'''

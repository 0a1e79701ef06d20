//! Route table and path matching.
//!
//! DESIGN
//! ======
//! The table is fixed at compile time. Paths are matched segment-wise with
//! `:name` segments capturing parameters; there is no regex and no
//! backtracking. Patterns of different segment counts can never collide, so
//! `/products/:id` and `/products/:id/edit` stay disjoint.

#[cfg(test)]
#[path = "route_test.rs"]
mod tests;

/// A resolved view with its captured parameters.
#[derive(Clone, Debug, PartialEq, Eq)]
pub enum Route {
    Home,
    SignUp,
    SignIn,
    SignOut,
    Products,
    ProductDetail { id: String },
    ProductCreate,
    ProductEdit { id: String },
}

/// Access requirement for a route.
#[derive(Clone, Copy, Debug, PartialEq, Eq)]
pub enum Access {
    /// Renders for every identity state.
    Public,
    /// Requires an authenticated identity; otherwise redirect to `fallback`.
    Protected {
        /// Path-specific redirect target, not a shared default.
        fallback: &'static str,
    },
}

/// Parameters captured from `:name` pattern segments.
struct Params(Vec<(&'static str, String)>);

impl Params {
    /// Captured value for `name`, or empty if the pattern has no such
    /// segment. Table builders only ask for names their own pattern binds.
    fn take(&mut self, name: &str) -> String {
        self.0
            .iter_mut()
            .find(|(n, _)| *n == name)
            .map(|(_, v)| std::mem::take(v))
            .unwrap_or_default()
    }
}

struct RouteDef {
    pattern: &'static str,
    access: Access,
    build: fn(&mut Params) -> Route,
}

const ROUTES: &[RouteDef] = &[
    RouteDef { pattern: "/", access: Access::Public, build: |_| Route::Home },
    RouteDef { pattern: "/sign-up", access: Access::Public, build: |_| Route::SignUp },
    RouteDef { pattern: "/sign-in", access: Access::Public, build: |_| Route::SignIn },
    RouteDef { pattern: "/sign-out", access: Access::Public, build: |_| Route::SignOut },
    RouteDef { pattern: "/products", access: Access::Public, build: |_| Route::Products },
    RouteDef {
        pattern: "/add-product",
        access: Access::Protected { fallback: "/sign-up" },
        build: |_| Route::ProductCreate,
    },
    RouteDef {
        pattern: "/products/:id/edit",
        access: Access::Protected { fallback: "/" },
        build: |p| Route::ProductEdit { id: p.take("id") },
    },
    RouteDef {
        pattern: "/products/:id",
        access: Access::Public,
        build: |p| Route::ProductDetail { id: p.take("id") },
    },
];

/// Match a request path against the fixed table.
///
/// A trailing slash and anything from `?` or `#` onward are ignored.
/// Returns the resolved route and its access requirement, or `None` for a
/// path with no table entry.
#[must_use]
pub fn match_path(path: &str) -> Option<(Route, Access)> {
    let segments = normalize(path);
    for def in ROUTES {
        if let Some(mut params) = match_pattern(def.pattern, &segments) {
            return Some(((def.build)(&mut params), def.access));
        }
    }
    None
}

fn normalize(path: &str) -> Vec<&str> {
    let path = path.split(['?', '#']).next().unwrap_or_default();
    path.split('/').filter(|s| !s.is_empty()).collect()
}

fn match_pattern(pattern: &'static str, segments: &[&str]) -> Option<Params> {
    let pattern_segments: Vec<&'static str> =
        pattern.split('/').filter(|s| !s.is_empty()).collect();
    if pattern_segments.len() != segments.len() {
        return None;
    }

    let mut captured = Vec::new();
    for (pat, seg) in pattern_segments.iter().zip(segments) {
        if let Some(name) = pat.strip_prefix(':') {
            captured.push((name, (*seg).to_owned()));
        } else if pat != seg {
            return None;
        }
    }
    Some(Params(captured))
}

'''

WHAT YOU ARE ASKED TO DO:
The lines above, from the first through the one containing "pub enum Access", must be restated word for word, with nothing added.

TASK ANSWER:
repository 0a1e79701ef06d20
//! Route table and path matching.
//!
//! DESIGN
//! ======
//! The table is fixed at compile time. Paths are matched segment-wise with
//! `:name` segments capturing parameters; there is no regex and no
//! backtracking. Patterns of different segment counts can never collide, so
//! `/products/:id` and `/products/:id/edit` stay disjoint.

#[cfg(test)]
#[path = "route_test.rs"]
mod tests;

/// A resolved view with its captured parameters.
#[derive(Clone, Debug, PartialEq, Eq)]
pub enum Route {
    Home,
    SignUp,
    SignIn,
    SignOut,
    Products,
    ProductDetail { id: String },
    ProductCreate,
    ProductEdit { id: String },
}

/// Access requirement for a route.
#[derive(Clone, Copy, Debug, PartialEq, Eq)]
pub enum Access {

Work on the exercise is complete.